Take from the records below each line that holds "Found".
========================
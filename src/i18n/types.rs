// src/i18n/types.rs
use crate::core::constants::{BUILTIN_LANGUAGES, DEFAULT_LANGUAGE};
use crate::core::error::{AppError, Result};
use crate::i18n::error::TranslationError;
use serde::{Deserialize, Serialize};
use std::collections::BTreeMap;
use std::fmt;

/// A normalised (lowercase, primary-subtag) language code.
#[derive(Debug, Clone, PartialEq, Eq, PartialOrd, Ord, Hash, Serialize, Deserialize)]
#[serde(transparent)]
pub struct LanguageCode(String);

impl LanguageCode {
    /// Reduces a code or locale tag (`de-DE`, `de_DE`, ` DE `) to its primary
    /// subtag. Returns `None` for anything that is not purely alphabetic.
    pub fn normalize(raw: &str) -> Option<Self> {
        let primary = raw.trim().split(['-', '_', '.', '@']).next()?;
        if primary.is_empty() || !primary.chars().all(|c| c.is_ascii_alphabetic()) {
            return None;
        }
        Some(Self(primary.to_ascii_lowercase()))
    }

    pub fn as_str(&self) -> &str {
        &self.0
    }
}

impl fmt::Display for LanguageCode {
    fn fmt(&self, f: &mut fmt::Formatter<'_>) -> fmt::Result {
        f.write_str(&self.0)
    }
}

impl AsRef<str> for LanguageCode {
    fn as_ref(&self) -> &str {
        &self.0
    }
}

/// The fixed set of supported codes plus the designated default.
#[derive(Debug, Clone, PartialEq, Eq)]
pub struct LanguageSet {
    supported: Vec<LanguageCode>,
    default: LanguageCode,
}

impl LanguageSet {
    pub fn new<S: AsRef<str>>(supported: &[S], default: &str) -> Result<Self> {
        let mut codes: Vec<LanguageCode> = Vec::with_capacity(supported.len());
        for raw in supported {
            let code = LanguageCode::normalize(raw.as_ref()).ok_or_else(|| {
                AppError::Validation(format!("Invalid language code: {}", raw.as_ref()))
            })?;
            if !codes.contains(&code) {
                codes.push(code);
            }
        }

        let default = LanguageCode::normalize(default)
            .filter(|d| codes.contains(d))
            .ok_or_else(|| {
                AppError::Validation(format!(
                    "Default language '{}' is not one of {:?}",
                    default,
                    codes.iter().map(LanguageCode::as_str).collect::<Vec<_>>()
                ))
            })?;

        Ok(Self {
            supported: codes,
            default,
        })
    }

    /// `en` (default), `de`, `fr`.
    pub fn builtin() -> Self {
        Self {
            supported: BUILTIN_LANGUAGES
                .iter()
                .map(|l| LanguageCode(l.to_string()))
                .collect(),
            default: LanguageCode(DEFAULT_LANGUAGE.to_string()),
        }
    }

    /// Returns the supported code `raw` normalises to, if any.
    pub fn parse(&self, raw: &str) -> Option<LanguageCode> {
        LanguageCode::normalize(raw).filter(|code| self.supported.contains(code))
    }

    pub fn validate(&self, raw: &str) -> std::result::Result<LanguageCode, TranslationError> {
        self.parse(raw)
            .ok_or_else(|| TranslationError::InvalidLanguage(raw.to_string()))
    }

    pub fn contains(&self, code: &LanguageCode) -> bool {
        self.supported.contains(code)
    }

    pub fn default_code(&self) -> &LanguageCode {
        &self.default
    }

    pub fn is_default(&self, code: &LanguageCode) -> bool {
        &self.default == code
    }

    pub fn iter(&self) -> impl Iterator<Item = &LanguageCode> {
        self.supported.iter()
    }

    pub fn len(&self) -> usize {
        self.supported.len()
    }

    pub fn is_empty(&self) -> bool {
        self.supported.is_empty()
    }
}

impl Default for LanguageSet {
    fn default() -> Self {
        Self::builtin()
    }
}

/// One node of a translation document.
#[derive(Debug, Clone, PartialEq, Deserialize, Serialize)]
#[serde(untagged)]
pub enum TranslationNode {
    Text(String),
    Branch(BTreeMap<String, TranslationNode>),
    /// Numbers, booleans, arrays and nulls parse but never resolve.
    Opaque(serde_json::Value),
}

/// Result of walking a dotted key path.
#[derive(Debug, Clone, Copy, PartialEq, Eq)]
pub enum Lookup<'a> {
    Found(&'a str),
    Missing,
}

impl<'a> Lookup<'a> {
    pub fn or<'b>(self, fallback: &'b str) -> &'b str
    where
        'a: 'b,
    {
        match self {
            Lookup::Found(text) => text,
            Lookup::Missing => fallback,
        }
    }
}

/// A whole translation document for one language. Always an object at the root.
#[derive(Debug, Clone, Default, PartialEq, Serialize)]
#[serde(transparent)]
pub struct TranslationTable {
    root: BTreeMap<String, TranslationNode>,
}

impl TranslationTable {
    pub fn new(root: BTreeMap<String, TranslationNode>) -> Self {
        Self { root }
    }

    pub fn from_json(content: &str) -> std::result::Result<Self, TranslationError> {
        let value: serde_json::Value = serde_json::from_str(content)
            .map_err(|e| TranslationError::ParseError(e.to_string()))?;
        if !value.is_object() {
            return Err(TranslationError::ParseError(
                "translation document must be a JSON object".into(),
            ));
        }
        let root = serde_json::from_value(value)
            .map_err(|e| TranslationError::ParseError(e.to_string()))?;
        Ok(Self { root })
    }

    pub fn lookup_path(&self, key: &str) -> Lookup<'_> {
        let mut segments = key.split('.');
        let Some(first) = segments.next() else {
            return Lookup::Missing;
        };
        let mut node = match self.root.get(first) {
            Some(node) => node,
            None => return Lookup::Missing,
        };
        for segment in segments {
            node = match node {
                TranslationNode::Branch(children) => match children.get(segment) {
                    Some(child) => child,
                    None => return Lookup::Missing,
                },
                _ => return Lookup::Missing,
            };
        }
        match node {
            TranslationNode::Text(text) => Lookup::Found(text),
            _ => Lookup::Missing,
        }
    }

    /// Every dotted path that resolves to a string, in sorted order.
    pub fn keys(&self) -> Vec<String> {
        fn walk(prefix: &str, map: &BTreeMap<String, TranslationNode>, out: &mut Vec<String>) {
            for (name, node) in map {
                let path = if prefix.is_empty() {
                    name.clone()
                } else {
                    format!("{}.{}", prefix, name)
                };
                match node {
                    TranslationNode::Text(_) => out.push(path),
                    TranslationNode::Branch(children) => walk(&path, children, out),
                    TranslationNode::Opaque(_) => {}
                }
            }
        }

        let mut out = Vec::new();
        walk("", &self.root, &mut out);
        out
    }

    pub fn is_empty(&self) -> bool {
        self.root.is_empty()
    }

    pub fn root(&self) -> &BTreeMap<String, TranslationNode> {
        &self.root
    }
}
========================
• **REPLY TO THE TASK**:
    Found(&'a str),
            Lookup::Found(text) => text,
            TranslationNode::Text(text) => Lookup::Found(text),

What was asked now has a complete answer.